A report by the European Food Safety Authority found that 68% of those aged 10-18, and 18% of those aged 3-10, were consumers of energy drinks.
EFSA estimates that an adult can consume up to 200mg of caffeine without adverse health impacts. A Durham University study has highlighted that for children, EFSA’s guideline limit is exceeded by a single can of some energy drinks.
The WHO highlights that an average can of energy drink also contains around 10 teaspoons of sugar — almost the daily maximum limit recommended for children. EU regulations require drinks containing 150mg/l of caffeine to have additional health warnings. Some retailers have voluntarily imposed bans on energy drink sales to children.

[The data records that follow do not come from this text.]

#[cfg(test)]
mod tests {
    use super::*;
    use crate::network::{Server, ServerEvent};
    use crate::session::{ClientId, HoldStrategy, SearchStrategy};
    use std::time::Duration;
    use tokio::io::DuplexStream;

    /// Bumps every integer after each performance report
    #[derive(Default)]
    struct BumpStrategy {
        pending: bool,
    }

    impl SearchStrategy for BumpStrategy {
        fn name(&self) -> &str {
            "bump"
        }

        fn performance_reported(
            &mut self,
            _client: ClientId,
            _point: &[VarDef],
            _performance: i32,
        ) {
            self.pending = true;
        }

        fn next_values(&mut self, _client: ClientId, current: &[VarDef]) -> Vec<VarDef> {
            if !std::mem::take(&mut self.pending) {
                return Vec::new();
            }
            current
                .iter()
                .filter_map(|v| v.value.as_int().map(|i| VarDef::integer(v.name.clone(), i + 1)))
                .collect()
        }
    }

    fn local_config() -> NetworkConfig {
        NetworkConfig::new(0).with_bind_address("127.0.0.1")
    }

    async fn started(strategy: Box<dyn SearchStrategy>) -> (Server, SocketAddr) {
        let mut server = Server::new(local_config(), strategy);
        let addr = server.start().await.unwrap();
        (server, addr)
    }

    async fn client(addr: SocketAddr, mode: PullMode) -> TuningClient {
        TuningClient::connect(addr, &local_config(), mode).await.unwrap()
    }

    #[tokio::test]
    async fn test_requires_registration() {
        let (_server, addr) = started(Box::new(HoldStrategy)).await;
        let mut tuner = client(addr, PullMode::Request).await;

        let err = tuner.add_variable("x", VarKind::Integer).await.unwrap_err();
        assert!(matches!(err, ClientError::NotRegistered));
        assert!(tuner.variables().is_empty());
    }

    #[tokio::test]
    async fn test_register_and_declare() {
        let (mut server, addr) = started(Box::new(HoldStrategy)).await;
        let mut server_events = server.take_event_receiver().unwrap();
        let mut tuner = client(addr, PullMode::Request).await;
        let mut events = tuner.take_event_receiver().unwrap();

        let id = tuner.register(Some("gemm"), None).await.unwrap();
        assert_ne!(id, 0);
        assert_eq!(tuner.client_id(), Some(id));
        assert!(matches!(
            events.recv().await,
            Some(ClientEvent::Registered { client_id, .. }) if client_id == id
        ));

        let x = tuner.add_variable("x", VarKind::Integer).await.unwrap();
        let s = tuner.add_variable("s", VarKind::String).await.unwrap();
        assert_eq!(tuner.int(x).unwrap(), 0);
        assert_eq!(tuner.str(s).unwrap(), "");
        assert!(tuner.int(s).is_err());

        // The server saw both the registration and the application name.
        let mut registered = false;
        while let Ok(Some(event)) =
            tokio::time::timeout(std::time::Duration::from_millis(200), server_events.recv()).await
        {
            if let ServerEvent::Session { .. } = event {
                registered = true;
            }
        }
        assert!(registered);
    }

    #[tokio::test]
    async fn test_duplicate_declaration_is_unbound() {
        let (_server, addr) = started(Box::new(HoldStrategy)).await;
        let mut tuner = client(addr, PullMode::Request).await;
        tuner.register(None, None).await.unwrap();
        tuner.add_variable("x", VarKind::Integer).await.unwrap();

        let err = tuner.add_variable("x", VarKind::String).await.unwrap_err();
        assert!(matches!(err, ClientError::Binding(BindingError::DuplicateVariable(_))));
        assert_eq!(tuner.variables().len(), 1);
    }

    #[tokio::test]
    async fn test_push_then_pull_round_trip() {
        let (_server, addr) = started(Box::new(HoldStrategy)).await;
        let mut tuner = client(addr, PullMode::Request).await;
        tuner.register(None, None).await.unwrap();
        let x = tuner.add_variable("x", VarKind::Integer).await.unwrap();
        let s = tuner.add_variable("s", VarKind::String).await.unwrap();

        tuner.set_int(x, 42).unwrap();
        tuner.set_str(s, "blocked").unwrap();
        assert_eq!(tuner.push_all().await.unwrap(), 2);
        let pushed_at = tuner.timestamp();
        assert!(pushed_at > 0);

        tuner.set_int(x, 7).unwrap();
        tuner.pull_all().await.unwrap();
        assert_eq!(tuner.int(x).unwrap(), 42);
        assert_eq!(tuner.str(s).unwrap(), "blocked");
        assert_eq!(tuner.timestamp(), pushed_at);
    }

    #[tokio::test]
    async fn test_signal_mode_stages_until_pull() {
        let (_server, addr) = started(Box::new(BumpStrategy::default())).await;
        let mut tuner = client(addr, PullMode::Signal).await;
        let mut events = tuner.take_event_receiver().unwrap();
        tuner.register(None, None).await.unwrap();
        let x = tuner.add_variable("x", VarKind::Integer).await.unwrap();
        let before = tuner.timestamp();

        assert_eq!(tuner.report_performance(100).await.unwrap(), 1);
        assert_eq!(tuner.int(x).unwrap(), 0);
        assert_eq!(tuner.variables().get(x).unwrap().shadow, VarValue::Integer(1));

        let mut staged = None;
        while let Ok(event) = events.try_recv() {
            if let ClientEvent::ShadowUpdated { timestamp, count } = event {
                staged = Some((timestamp, count));
            }
        }
        let (timestamp, count) = staged.unwrap();
        assert_eq!(count, 1);
        assert!(timestamp > before);

        tuner.pull_all().await.unwrap();
        assert_eq!(tuner.int(x).unwrap(), 1);
        assert_eq!(tuner.timestamp(), timestamp);
    }

    #[tokio::test]
    async fn test_request_mode_pulls_from_server() {
        let (_server, addr) = started(Box::new(BumpStrategy::default())).await;
        let mut tuner = client(addr, PullMode::Request).await;
        tuner.register(None, None).await.unwrap();
        let x = tuner.add_variable("x", VarKind::Integer).await.unwrap();

        tuner.report_performance(5).await.unwrap();
        assert_eq!(tuner.int(x).unwrap(), 0);
        tuner.pull_all().await.unwrap();
        assert_eq!(tuner.int(x).unwrap(), 1);

        // A report against the new point moves the session again.
        tuner.report_performance(4).await.unwrap();
        tuner.pull_all().await.unwrap();
        assert_eq!(tuner.int(x).unwrap(), 2);
    }

    #[tokio::test]
    async fn test_resume_session_on_new_connection() {
        let (_server, addr) = started(Box::new(HoldStrategy)).await;
        let mut first = client(addr, PullMode::Request).await;
        let id = first.register(None, None).await.unwrap();
        let x = first.add_variable("x", VarKind::Integer).await.unwrap();
        first.set_int(x, 9).unwrap();
        first.push_all().await.unwrap();

        let mut second = client(addr, PullMode::Request).await;
        assert_eq!(second.register(None, Some(id)).await.unwrap(), id);
        drop(first);

        // The resumed session brings x along with its stored value.
        let x = second.handle("x").unwrap();
        assert_eq!(second.int(x).unwrap(), 9);
        assert_eq!(second.pull_all().await.unwrap(), 1);
        assert_eq!(second.int(x).unwrap(), 9);

        second.set_int(x, 11).unwrap();
        second.push_all().await.unwrap();
        let y = second.add_variable("y", VarKind::String).await.unwrap();
        assert_eq!(second.str(y).unwrap(), "");
    }

    /// Serve one scripted reply per request, after the given delay
    fn scripted(
        replies: Vec<(u64, Message)>,
        read_timeout: Option<Duration>,
    ) -> TuningClient<DuplexStream> {
        let addr: SocketAddr = "127.0.0.1:1977".parse().unwrap();
        let (near, far) = tokio::io::duplex(64 * 1024);

        tokio::spawn(async move {
            let mut server = Connection::new(far, addr);
            for (delay_ms, reply) in replies {
                if server.recv().await.is_err() {
                    break;
                }
                tokio::time::sleep(Duration::from_millis(delay_ms)).await;
                if server.send(&reply).await.is_err() {
                    break;
                }
            }
        });

        let conn = Connection::new(near, addr).with_read_timeout(read_timeout);
        TuningClient::from_connection(conn, PullMode::Request)
    }

    fn declared(name: &str) -> Message {
        Message::update(MessageKind::VarSet, 0, vec![VarDef::integer(name, 0)]).unwrap()
    }

    fn values(timestamp: u32, vars: Vec<VarDef>) -> Message {
        Message::update(MessageKind::VarReq, timestamp, vars).unwrap()
    }

    #[tokio::test]
    async fn test_late_reply_closes_client() {
        let mut tuner = scripted(
            vec![
                (0, Message::confirm(0, 1)),
                (0, declared("x")),
                (300, values(1, vec![VarDef::integer("x", 1)])),
                (0, values(2, vec![VarDef::integer("x", 2)])),
            ],
            Some(Duration::from_millis(100)),
        );
        tuner.register(None, None).await.unwrap();
        let x = tuner.add_variable("x", VarKind::Integer).await.unwrap();

        let err = tuner.pull_all().await.unwrap_err();
        assert!(matches!(err, ClientError::Connection(ConnectionError::Timeout)));
        assert!(tuner.is_closed());

        // The late reply must never be taken as the answer to a later request.
        tokio::time::sleep(Duration::from_millis(300)).await;
        let err = tuner.pull_all().await.unwrap_err();
        assert!(matches!(err, ClientError::Connection(ConnectionError::Closed)));
        assert_eq!(tuner.int(x).unwrap(), 0);
        assert_eq!(tuner.timestamp(), 0);
    }

    #[tokio::test]
    async fn test_declaration_reply_for_other_name_unbinds() {
        let mut tuner = scripted(
            vec![
                (0, Message::confirm(0, 1)),
                (0, declared("y")),
            ],
            None,
        );
        tuner.register(None, None).await.unwrap();

        let err = tuner.add_variable("x", VarKind::Integer).await.unwrap_err();
        assert!(matches!(err, ClientError::Binding(BindingError::UnknownVariable(_))));
        assert!(tuner.variables().is_empty());
        assert!(tuner.handle("x").is_err());
    }

    #[tokio::test]
    async fn test_whitespace_name_never_reaches_server() {
        let (_server, addr) = started(Box::new(HoldStrategy)).await;
        let mut tuner = client(addr, PullMode::Request).await;
        tuner.register(None, None).await.unwrap();

        let err = tuner.add_variable("my var", VarKind::String).await.unwrap_err();
        assert!(matches!(
            err,
            ClientError::Binding(BindingError::Invalid(CodecError::WhitespaceInName(_)))
        ));
        assert!(tuner.variables().is_empty());

        // Nothing was declared, so the session stays usable.
        let my = tuner.add_variable("my", VarKind::Integer).await.unwrap();
        tuner.set_int(my, 3).unwrap();
        assert_eq!(tuner.push_all().await.unwrap(), 1);
    }

    #[tokio::test]
    async fn test_unregister() {
        let (server, addr) = started(Box::new(HoldStrategy)).await;
        let mut tuner = client(addr, PullMode::Request).await;
        let mut events = tuner.take_event_receiver().unwrap();
        tuner.register(Some("app"), None).await.unwrap();

        tuner.unregister().await.unwrap();
        assert_eq!(tuner.client_id(), None);
        assert!(matches!(tuner.push_all().await, Err(ClientError::NotRegistered)));

        let mut disconnected = false;
        while let Ok(event) = events.try_recv() {
            disconnected |= matches!(event, ClientEvent::Disconnected { .. });
        }
        assert!(disconnected);

        tokio::time::sleep(std::time::Duration::from_millis(50)).await;
        assert_eq!(server.client_count().await, 0);
    }

    #[tokio::test]
    async fn test_connect_refused() {
        let listener = std::net::TcpListener::bind("127.0.0.1:0").unwrap();
        let addr = listener.local_addr().unwrap();
        drop(listener);

        let result = TuningClient::connect(addr, &local_config(), PullMode::Request).await;
        assert!(matches!(result, Err(ClientError::Io(_))));
    }
}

Norman Lamb MP, Chair of the Science and Technology Committee, said:
“We know that young people in the UK are the biggest consumers of energy drinks in Europe for their age. We need to understand how the caffeine and sugar in energy drinks might cause negative health outcomes. Meanwhile, some retailers have chosen to ban their sale, and some have not.
“Should it be for retailers to decide which products can be sold on health grounds? Our inquiry will consider the evidence and set out what needs to be done by the Government, the industry and others.”
Terms of Reference
The Committee would welcome written submissions addressing this issue, including:
- The evidence on the potential physical and mental health effects of energy drinks on children and young adults;
- How marketing affects consumption, including for example links to ‘gaming’;
- What links there are between use of energy drinks and other behaviours, and whether energy drink consumption drives those behaviours or vice versa;
- What gaps there are in the evidence-base on these physical, mental and behavioural factors;
- What the evidence is on the risks being increased, or reduced, through the way energy drinks are consumed;
- The extent to which drinks being carbonated affects their consumption and marketing;
- What controls, regulation or awareness-raising are in place for energy drinks;
- What further controls, regulation or awareness-raising are required, and where responsibility/accountability for that should lie.
Deadline for submissions
Written evidence should be submitted through the inquiry page by Friday 6 April. The word limit is 3,000 words. Later submissions will be accepted, but may be too late to inform the first oral evidence hearing. Please send written submissions using the form on the inquiry page.
The Committee values diversity and seek to ensure this where possible. We encourage members of underrepresented groups to submit written evidence. We aim to have diverse panels of Select Committee witnesses and ask organisations to bear this in mind if asked to appear.